→ What you need to do:
Exactly and in full, give the records again.

+++ Entries shown

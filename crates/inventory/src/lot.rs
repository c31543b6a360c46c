use chrono::NaiveDate;
use rust_decimal::Decimal;
use serde::{Deserialize, Serialize};

use cogs_core::{DomainError, DomainResult, Entity, LotId, TenantId, TenantTagged};

/// One inventory receipt for a SKU.
///
/// Identity and cost are fixed at receipt; only `remaining_quantity` moves,
/// and only through [`PurchaseLot::allocate`] and [`PurchaseLot::return_units`].
/// Lots are never deleted.
#[derive(Debug, Clone, PartialEq, Eq, Serialize, Deserialize)]
pub struct PurchaseLot {
    pub lot_id: LotId,
    pub sku: String,
    pub received_date: NaiveDate,
    original_quantity: Decimal,
    remaining_quantity: Decimal,
    pub unit_price: Decimal,
    pub freight_cost_per_unit: Decimal,
    pub tenant_id: Option<TenantId>,
}

impl PurchaseLot {
    /// A freshly received lot (remaining = original).
    pub fn new(
        lot_id: impl Into<LotId>,
        sku: impl Into<String>,
        received_date: NaiveDate,
        quantity: Decimal,
        unit_price: Decimal,
        freight_cost_per_unit: Decimal,
    ) -> Self {
        Self {
            lot_id: lot_id.into(),
            sku: sku.into(),
            received_date,
            original_quantity: quantity,
            remaining_quantity: quantity,
            unit_price,
            freight_cost_per_unit,
            tenant_id: None,
        }
    }

    /// Override the remaining quantity, as loaded from an upload or a stored
    /// snapshot. Not range-checked; the validator reports bad values.
    pub fn with_remaining(mut self, remaining: Decimal) -> Self {
        self.remaining_quantity = remaining;
        self
    }

    pub fn with_tenant(mut self, tenant_id: TenantId) -> Self {
        self.tenant_id = Some(tenant_id);
        self
    }

    pub fn original_quantity(&self) -> Decimal {
        self.original_quantity
    }

    pub fn remaining_quantity(&self) -> Decimal {
        self.remaining_quantity
    }

    /// Landed cost of one unit: purchase price plus per-unit freight.
    pub fn total_unit_cost(&self) -> Decimal {
        self.unit_price + self.freight_cost_per_unit
    }

    pub fn has_remaining(&self) -> bool {
        self.remaining_quantity > Decimal::ZERO
    }

    /// Consume `quantity` units.
    pub fn allocate(&mut self, quantity: Decimal) -> DomainResult<()> {
        if quantity <= Decimal::ZERO {
            return Err(DomainError::validation("allocation quantity must be positive"));
        }
        if quantity > self.remaining_quantity {
            return Err(DomainError::invariant(format!(
                "lot {} has {} remaining, cannot allocate {}",
                self.lot_id, self.remaining_quantity, quantity
            )));
        }
        self.remaining_quantity -= quantity;
        Ok(())
    }

    /// Put `quantity` units back.
    pub fn return_units(&mut self, quantity: Decimal) -> DomainResult<()> {
        if quantity <= Decimal::ZERO {
            return Err(DomainError::validation("return quantity must be positive"));
        }
        let restored = self.remaining_quantity + quantity;
        if restored > self.original_quantity {
            return Err(DomainError::invariant(format!(
                "returning {} to lot {} would exceed its original quantity {}",
                quantity, self.lot_id, self.original_quantity
            )));
        }
        self.remaining_quantity = restored;
        Ok(())
    }
}

impl Entity for PurchaseLot {
    type Id = LotId;

    fn id(&self) -> &LotId {
        &self.lot_id
    }
}

impl TenantTagged for PurchaseLot {
    fn tenant_id(&self) -> Option<TenantId> {
        self.tenant_id
    }

    fn assign_tenant(&mut self, tenant_id: TenantId) {
        self.tenant_id = Some(tenant_id);
    }
}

++++++

→ Worked solution:
filename crates/inventory/src/lot.rs
repository c31543b6a360c46c
use chrono::NaiveDate;
use rust_decimal::Decimal;
use serde::{Deserialize, Serialize};

use cogs_core::{DomainError, DomainResult, Entity, LotId, TenantId, TenantTagged};

/// One inventory receipt for a SKU.
///
/// Identity and cost are fixed at receipt; only `remaining_quantity` moves,
/// and only through [`PurchaseLot::allocate`] and [`PurchaseLot::return_units`].
/// Lots are never deleted.
#[derive(Debug, Clone, PartialEq, Eq, Serialize, Deserialize)]
pub struct PurchaseLot {
    pub lot_id: LotId,
    pub sku: String,
    pub received_date: NaiveDate,
    original_quantity: Decimal,
    remaining_quantity: Decimal,
    pub unit_price: Decimal,
    pub freight_cost_per_unit: Decimal,
    pub tenant_id: Option<TenantId>,
}

impl PurchaseLot {
    /// A freshly received lot (remaining = original).
    pub fn new(
        lot_id: impl Into<LotId>,
        sku: impl Into<String>,
        received_date: NaiveDate,
        quantity: Decimal,
        unit_price: Decimal,
        freight_cost_per_unit: Decimal,
    ) -> Self {
        Self {
            lot_id: lot_id.into(),
            sku: sku.into(),
            received_date,
            original_quantity: quantity,
            remaining_quantity: quantity,
            unit_price,
            freight_cost_per_unit,
            tenant_id: None,
        }
    }

    /// Override the remaining quantity, as loaded from an upload or a stored
    /// snapshot. Not range-checked; the validator reports bad values.
    pub fn with_remaining(mut self, remaining: Decimal) -> Self {
        self.remaining_quantity = remaining;
        self
    }

    pub fn with_tenant(mut self, tenant_id: TenantId) -> Self {
        self.tenant_id = Some(tenant_id);
        self
    }

    pub fn original_quantity(&self) -> Decimal {
        self.original_quantity
    }

    pub fn remaining_quantity(&self) -> Decimal {
        self.remaining_quantity
    }

    /// Landed cost of one unit: purchase price plus per-unit freight.
    pub fn total_unit_cost(&self) -> Decimal {
        self.unit_price + self.freight_cost_per_unit
    }

    pub fn has_remaining(&self) -> bool {
        self.remaining_quantity > Decimal::ZERO
    }

    /// Consume `quantity` units.
    pub fn allocate(&mut self, quantity: Decimal) -> DomainResult<()> {
        if quantity <= Decimal::ZERO {
            return Err(DomainError::validation("allocation quantity must be positive"));
        }
        if quantity > self.remaining_quantity {
            return Err(DomainError::invariant(format!(
                "lot {} has {} remaining, cannot allocate {}",
                self.lot_id, self.remaining_quantity, quantity
            )));
        }
        self.remaining_quantity -= quantity;
        Ok(())
    }

    /// Put `quantity` units back.
    pub fn return_units(&mut self, quantity: Decimal) -> DomainResult<()> {
        if quantity <= Decimal::ZERO {
            return Err(DomainError::validation("return quantity must be positive"));
        }
        let restored = self.remaining_quantity + quantity;
        if restored > self.original_quantity {
            return Err(DomainError::invariant(format!(
                "returning {} to lot {} would exceed its original quantity {}",
                quantity, self.lot_id, self.original_quantity
            )));
        }
        self.remaining_quantity = restored;
        Ok(())
    }
}

impl Entity for PurchaseLot {
    type Id = LotId;

    fn id(&self) -> &LotId {
        &self.lot_id
    }
}

impl TenantTagged for PurchaseLot {
    fn tenant_id(&self) -> Option<TenantId> {
        self.tenant_id
    }

    fn assign_tenant(&mut self, tenant_id: TenantId) {
        self.tenant_id = Some(tenant_id);
    }
}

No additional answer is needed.